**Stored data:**
========

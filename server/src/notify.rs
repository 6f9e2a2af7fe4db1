//! Alerting & Broadcast Seams
//!
//! The resilience layer decides *when* to alert and *what* to fan out;
//! delivery belongs to collaborators behind these traits. The default
//! implementations emit structured log events only.

use serde::Serialize;
use uuid::Uuid;

use crate::delegation::types::TargetKey;

/// Alert severity for operator notification routing.
#[derive(Debug, Clone, Copy, PartialEq, Eq, Serialize)]
#[serde(rename_all = "snake_case")]
pub enum AlertSeverity {
    Warning,
    Critical,
}

/// What triggered an alert.
#[derive(Debug, Clone, Copy, PartialEq, Eq, Serialize)]
#[serde(rename_all = "snake_case")]
pub enum AlertKind {
    LowSuccessRate,
    ElevatedLatency,
    CircuitOpened,
    DeadLetterBacklog,
    RetriesExhausted,
}

/// An alert event raised by the resilience layer.
#[derive(Debug, Clone, Serialize)]
pub struct Alert {
    pub severity: AlertSeverity,
    pub kind: AlertKind,
    /// Absent for platform-wide conditions such as dead-letter backlog.
    pub target: Option<TargetKey>,
    pub message: String,
}

/// Receives alert events. Delivery mechanism is out of scope here.
pub trait Notifier: Send + Sync {
    fn notify(&self, alert: Alert);
}

/// Default notifier: structured log events only.
pub struct LogNotifier;

impl Notifier for LogNotifier {
    fn notify(&self, alert: Alert) {
        match alert.severity {
            AlertSeverity::Warning => tracing::warn!(
                kind = ?alert.kind,
                target = alert.target.map(|t| t.to_string()),
                "{}",
                alert.message
            ),
            AlertSeverity::Critical => tracing::error!(
                kind = ?alert.kind,
                target = alert.target.map(|t| t.to_string()),
                "{}",
                alert.message
            ),
        }
    }
}

/// A successfully delegated result, to be fanned out to connected clients.
#[derive(Debug, Clone, Serialize)]
pub struct DelegationEvent {
    pub target: TargetKey,
    pub request_id: Uuid,
    /// Set for async deliveries.
    pub job_id: Option<Uuid>,
    pub data: serde_json::Value,
}

/// Informed after every successful delegation. Fan-out is out of scope.
pub trait EventBroadcaster: Send + Sync {
    fn delegation_completed(&self, event: DelegationEvent);
}

/// Default broadcaster: structured log events only.
pub struct LogBroadcaster;

impl EventBroadcaster for LogBroadcaster {
    fn delegation_completed(&self, event: DelegationEvent) {
        tracing::debug!(
            target_key = %event.target,
            request_id = %event.request_id,
            job_id = event.job_id.map(|id| id.to_string()),
            "Delegation completed"
        );
    }
}
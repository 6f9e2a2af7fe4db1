//! Fallback Strategies
//!
//! Degradation paths executed when delegation is unavailable. Strategies are
//! bound per capability at registration time, not chosen per call.

use std::fmt;
use std::sync::Arc;
use std::time::Duration;

use dashmap::DashMap;
use rand::seq::SliceRandom;
use serde_json::Value;
use sqlx::PgPool;
use tokio::time::Instant;
use tracing::{debug, warn};

use super::queue::AsyncJobQueue;
use super::types::{
    Capability, DelegationError, DelegationTarget, FallbackError, FallbackKind, Outcome, TargetKey,
};
use super::queries;

/// Everything a strategy may need to produce a substitute outcome.
#[derive(Debug, Clone)]
pub struct FallbackContext {
    pub target: DelegationTarget,
    pub payload: Value,
    /// The failure that routed the call here.
    pub error: DelegationError,
}

/// Synchronous local computation used by [`FallbackStrategy::DefaultBehavior`].
pub type LocalFallbackFn = dyn Fn(&FallbackContext) -> Result<Value, String> + Send + Sync;

/// A degradation strategy for one capability.
pub enum FallbackStrategy {
    /// Synchronous local equivalent of the capability; fails only if the
    /// local computation itself errors.
    DefaultBehavior(Arc<LocalFallbackFn>),
    /// Last successful result within the freshness window.
    CachedResult { freshness: Duration },
    /// Enqueue an async job and acknowledge immediately.
    DeferredQueue,
    /// Persist a pending-review record and report "pending".
    ManualApproval,
}

impl FallbackStrategy {
    #[must_use]
    pub const fn kind(&self) -> FallbackKind {
        match self {
            Self::DefaultBehavior(_) => FallbackKind::DefaultBehavior,
            Self::CachedResult { .. } => FallbackKind::CachedResult,
            Self::DeferredQueue => FallbackKind::DeferredQueue,
            Self::ManualApproval => FallbackKind::ManualApproval,
        }
    }
}

impl fmt::Debug for FallbackStrategy {
    fn fmt(&self, f: &mut fmt::Formatter<'_>) -> fmt::Result {
        write!(f, "FallbackStrategy::{:?}", self.kind())
    }
}

/// Last successful delegation results, per target.
///
/// In-process only; entries carry their write instant so freshness windows
/// are evaluated per strategy.
#[derive(Default)]
pub struct ResultCache {
    entries: DashMap<TargetKey, (Instant, Value)>,
}

impl ResultCache {
    #[must_use]
    pub fn new() -> Self {
        Self::default()
    }

    /// Store the latest successful result for a target.
    pub fn store(&self, key: TargetKey, value: Value) {
        self.entries.insert(key, (Instant::now(), value));
    }

    /// The cached result if written within `window`.
    pub fn fresh_within(&self, key: TargetKey, window: Duration) -> Option<Value> {
        self.entries
            .get(&key)
            .filter(|entry| entry.0.elapsed() <= window)
            .map(|entry| entry.1.clone())
    }
}

/// Registry of fallback strategies, one per capability.
pub struct FallbackDispatcher {
    strategies: DashMap<Capability, FallbackStrategy>,
    cache: Arc<ResultCache>,
    db: PgPool,
    queue: Arc<AsyncJobQueue>,
}

/// Internal routing decision extracted before any await, so the registry
/// guard is never held across suspension points.
enum Routed {
    Local(Arc<LocalFallbackFn>),
    Cached(Duration),
    Defer,
    Manual,
}

impl FallbackDispatcher {
    #[must_use]
    pub fn new(cache: Arc<ResultCache>, db: PgPool, queue: Arc<AsyncJobQueue>) -> Self {
        Self {
            strategies: DashMap::new(),
            cache,
            db,
            queue,
        }
    }

    /// Bind a strategy to a capability. Re-registration replaces the
    /// previous binding.
    pub fn register(&self, capability: Capability, strategy: FallbackStrategy) {
        debug!(capability = %capability, strategy = ?strategy.kind(), "Fallback strategy registered");
        if self.strategies.insert(capability, strategy).is_some() {
            warn!(capability = %capability, "Fallback strategy replaced an existing binding");
        }
    }

    /// Execute the bound strategy for the context's capability.
    pub async fn execute(&self, ctx: &FallbackContext) -> Result<Outcome, FallbackError> {
        let capability = ctx.target.capability;
        let routed = {
            let strategy = self
                .strategies
                .get(&capability)
                .ok_or(FallbackError::Unregistered(capability))?;
            match &*strategy {
                FallbackStrategy::DefaultBehavior(f) => Routed::Local(Arc::clone(f)),
                FallbackStrategy::CachedResult { freshness } => Routed::Cached(*freshness),
                FallbackStrategy::DeferredQueue => Routed::Defer,
                FallbackStrategy::ManualApproval => Routed::Manual,
            }
        };

        match routed {
            Routed::Local(f) => {
                let data = f(ctx).map_err(FallbackError::Local)?;
                Ok(Outcome::Fallback {
                    strategy: FallbackKind::DefaultBehavior,
                    data,
                })
            }
            Routed::Cached(freshness) => self
                .cache
                .fresh_within(ctx.target.key(), freshness)
                .map(|data| Outcome::Fallback {
                    strategy: FallbackKind::CachedResult,
                    data,
                })
                .ok_or(FallbackError::StaleCacheMiss),
            Routed::Defer => {
                let job_id = self.queue.enqueue(&ctx.target, ctx.payload.clone()).await?;
                Ok(Outcome::Deferred { job_id })
            }
            Routed::Manual => {
                let review_id =
                    queries::create_pending_review(&self.db, ctx.target.key(), &ctx.payload)
                        .await?;
                Ok(Outcome::PendingReview { review_id })
            }
        }
    }
}

/// Default-behavior fallback for winner selection: pick `winner_count`
/// random entries from the `participants` array in the call payload.
///
/// Local equivalent of the delegated draw; used when the external selector
/// is unavailable.
pub fn randomized_winner_selection(ctx: &FallbackContext) -> Result<Value, String> {
    let participants = ctx
        .payload
        .get("participants")
        .and_then(Value::as_array)
        .ok_or_else(|| "payload is missing a participants array".to_owned())?;

    let requested = ctx
        .payload
        .get("winner_count")
        .and_then(Value::as_u64)
        .unwrap_or(1) as usize;

    if participants.is_empty() {
        return Err("no participants to draw from".to_owned());
    }

    let count = requested.min(participants.len());
    let winners: Vec<Value> = participants
        .choose_multiple(&mut rand::thread_rng(), count)
        .cloned()
        .collect();

    Ok(serde_json::json!({ "winners": winners, "method": "local_random" }))
}

#[cfg(test)]
mod tests {
    use serde_json::json;
    use uuid::Uuid;

    use super::*;

    fn test_target(capability: Capability) -> DelegationTarget {
        DelegationTarget {
            application_id: Uuid::new_v4(),
            capability,
            endpoint: "https://bot.example/hooks/delegate".to_owned(),
            timeout_ms: 100,
            is_async: false,
            max_attempts: 3,
            backoff_base_ms: 500,
            backoff_cap_ms: 60_000,
            signing_secret: "secret".to_owned(),
            created_at: chrono::Utc::now(),
            updated_at: chrono::Utc::now(),
        }
    }

    fn test_context(capability: Capability, payload: Value) -> FallbackContext {
        FallbackContext {
            target: test_target(capability),
            payload,
            error: DelegationError::Transport("connection refused".to_owned()),
        }
    }

    /// Dispatcher whose DB pool and Redis client are never connected; only
    /// strategies that stay in-process may be exercised.
    fn offline_dispatcher(cache: Arc<ResultCache>) -> FallbackDispatcher {
        let pool = sqlx::postgres::PgPoolOptions::new()
            .connect_lazy("postgres://localhost/unused")
            .expect("lazy pool");
        let config = fred::types::config::Config::from_url("redis://localhost:6379").unwrap();
        let redis = fred::clients::Client::new(config, None, None, None);
        FallbackDispatcher::new(cache, pool, Arc::new(AsyncJobQueue::new(
            sqlx::postgres::PgPoolOptions::new()
                .connect_lazy("postgres://localhost/unused")
                .expect("lazy pool"),
            redis,
        )))
    }

    #[tokio::test]
    async fn unregistered_capability_is_an_error() {
        let dispatcher = offline_dispatcher(Arc::new(ResultCache::new()));
        let ctx = test_context(Capability::AnalyticsReport, json!({}));
        let err = dispatcher.execute(&ctx).await.unwrap_err();
        assert!(matches!(err, FallbackError::Unregistered(Capability::AnalyticsReport)));
    }

    #[tokio::test]
    async fn default_behavior_runs_the_local_closure() {
        let dispatcher = offline_dispatcher(Arc::new(ResultCache::new()));
        dispatcher.register(
            Capability::WinnerSelection,
            FallbackStrategy::DefaultBehavior(Arc::new(randomized_winner_selection)),
        );

        let ctx = test_context(
            Capability::WinnerSelection,
            json!({ "participants": ["ana", "bo", "cy"], "winner_count": 2 }),
        );
        let outcome = dispatcher.execute(&ctx).await.unwrap();
        let Outcome::Fallback { strategy, data } = outcome else {
            panic!("expected fallback outcome");
        };
        assert_eq!(strategy, FallbackKind::DefaultBehavior);
        assert_eq!(data["winners"].as_array().unwrap().len(), 2);
    }

    #[tokio::test]
    async fn default_behavior_local_errors_propagate() {
        let dispatcher = offline_dispatcher(Arc::new(ResultCache::new()));
        dispatcher.register(
            Capability::WinnerSelection,
            FallbackStrategy::DefaultBehavior(Arc::new(randomized_winner_selection)),
        );

        let ctx = test_context(Capability::WinnerSelection, json!({ "participants": [] }));
        let err = dispatcher.execute(&ctx).await.unwrap_err();
        assert!(matches!(err, FallbackError::Local(_)));
    }

    #[tokio::test(start_paused = true)]
    async fn cached_result_honors_the_freshness_window() {
        let cache = Arc::new(ResultCache::new());
        let dispatcher = offline_dispatcher(Arc::clone(&cache));
        dispatcher.register(
            Capability::AnalyticsReport,
            FallbackStrategy::CachedResult {
                freshness: Duration::from_secs(300),
            },
        );

        let ctx = test_context(Capability::AnalyticsReport, json!({}));
        cache.store(ctx.target.key(), json!({ "report": "cached" }));

        let outcome = dispatcher.execute(&ctx).await.unwrap();
        assert!(matches!(
            outcome,
            Outcome::Fallback { strategy: FallbackKind::CachedResult, .. }
        ));

        // Past the freshness window the cache no longer answers
        tokio::time::advance(Duration::from_secs(301)).await;
        let err = dispatcher.execute(&ctx).await.unwrap_err();
        assert!(matches!(err, FallbackError::StaleCacheMiss));
    }

    #[test]
    fn winner_selection_caps_at_participant_count() {
        let ctx = test_context(
            Capability::WinnerSelection,
            json!({ "participants": ["solo"], "winner_count": 5 }),
        );
        let data = randomized_winner_selection(&ctx).unwrap();
        assert_eq!(data["winners"], json!(["solo"]));
    }

    #[test]
    fn winner_selection_requires_participants() {
        let ctx = test_context(Capability::WinnerSelection, json!({}));
        assert!(randomized_winner_selection(&ctx).is_err());
    }
}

========

**EXERCISE:** Return all lines from the entries that contain the string "delegated".

**ANSWER BOX:**
/// A successfully delegated result, to be fanned out to connected clients.
/// Local equivalent of the delegated draw; used when the external selector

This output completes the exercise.